I see absolutley no spiritual benefit attached to serving Deg with Bare hands ONLY. Sikhism is a modern progressive religion  and we have no reasons to be backward in this area for any reason such as "prampara" (tradition). For this same reason I also dont support langgar on the FLOOR ONLY. As long as EQUALITY OF STATUS is observed...( same chairs/tables for ALL) Langgar can be served to those seated at tables/chairs as we do at home.

Thank you.


----------



## spnadmin (Apr 6, 2009)

Gyani ji

I agree in principle with you.  :hmm:  But the sevadhars are very clean, there is a lot of hand washing, the floors are is immaculate, no one has dirty feet. There are no smells. I am not even afraid to use the bathroom in bare feet. Food is served with spoons or tongs on disposable plates/cuts. 

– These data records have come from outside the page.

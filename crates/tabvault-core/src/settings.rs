use std::collections::BTreeMap;

use serde::{Deserialize, Deserializer, Serialize};

use crate::ids::{GroupId, WindowId};

const SECOND_MS: u64 = 1_000;
const MINUTE_MS: u64 = 60 * SECOND_MS;
const HOUR_MS: u64 = 60 * MINUTE_MS;
const DAY_MS: u64 = 24 * HOUR_MS;

#[derive(Debug, Clone, Copy, PartialEq, Eq, Default, Serialize, Deserialize)]
#[serde(rename_all = "camelCase")]
pub enum Scope {
    #[default]
    Global,
    PerWindow,
    PerTabGroup,
}

#[derive(Debug, Clone, Copy, PartialEq, Eq, Default, Serialize)]
#[serde(rename_all = "lowercase")]
pub enum TimeUnit {
    Seconds,
    Minutes,
    #[default]
    Hours,
    Days,
}

impl TimeUnit {
    pub fn parse(value: &str) -> Self {
        match value {
            "seconds" => Self::Seconds,
            "minutes" => Self::Minutes,
            "days" => Self::Days,
            _ => Self::Hours,
        }
    }

    pub fn to_millis(self, value: u64) -> u64 {
        let unit_ms = match self {
            Self::Seconds => SECOND_MS,
            Self::Minutes => MINUTE_MS,
            Self::Hours => HOUR_MS,
            Self::Days => DAY_MS,
        };
        value.saturating_mul(unit_ms)
    }
}

// Stored documents may carry units written by older builds; anything
// unrecognized reads back as hours.
impl<'de> Deserialize<'de> for TimeUnit {
    fn deserialize<D: Deserializer<'de>>(deserializer: D) -> Result<Self, D::Error> {
        let raw = String::deserialize(deserializer)?;
        Ok(Self::parse(&raw))
    }
}

#[derive(Debug, Clone, Copy, PartialEq, Eq, Default, Serialize, Deserialize)]
#[serde(rename_all = "camelCase")]
pub enum MaxTabsAction {
    #[default]
    ArchiveOldest,
    CloseNew,
}

#[derive(Debug, Clone, PartialEq, Eq, Serialize, Deserialize)]
#[serde(rename_all = "camelCase")]
pub struct SiteLimit {
    pub domain: String,
    pub max_tabs: usize,
}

And the human race has survived a long time in the midst of germs :yes:  We are a hardy species :yes: Maybe people worry too much about germs  This of course is not an excuse for ignoring really dirty situations where some regular educational  program on sanitation would be helpful :inca: Just me thinking out loud.


----------



## Gyani Jarnail Singh (Apr 6, 2009)

aad ji,
 Actually.....I am picking up the needle in the haystack. 99.9% of Sewadaars in Gurdwars are very careful about cleanliness/hygiene...and THATS why we have NEVER had any cases of Food poisonings in any Gurdwara Langgar ever ( Some may call this Guru Jis Kirpa...i have no problem with that either..) BUT here and there does coem along the odd one out..who is naturally careless...and carries this over to the Gurdwara...and no one wants to be the one to tell him/her. To be really and absolutely honest..I have just seen this one case in my 60 years...BUT we cansurely IMPROVE..and Give a better impression....after all we have new materials..shining stainless steel...etc to give our Gurdwara Kitchens that ultra modern look and same to the sewadaars.

Here I would like to place my appreciation of ALL sewadaars all over the world..who have donethe GURUS WORK well. These sewadaars are truly wonderful. THANK YOU for making the GURU NANAK JIS LANGGAR work 24/7..This Institution of the GURU is one of the most striking to non-Sikhs....and we couldnt have doen it do well without the hardworkign sewadaars... Keep it UP Jios...whoever,whenever..whereever..ALL OVER !! I Salute YOU all.:welcome::ice:


----------



## Archived_member7 (Apr 6, 2009)

One more reason i feel our oldies wouldnt wish to change is ...the person who distributes parshaad is a Sikh , he can be a of any class or creed. During those times there might have been customs based on caste criteria, the touch of the person became important to get ride of the caste pollution in the acccepting person's mind.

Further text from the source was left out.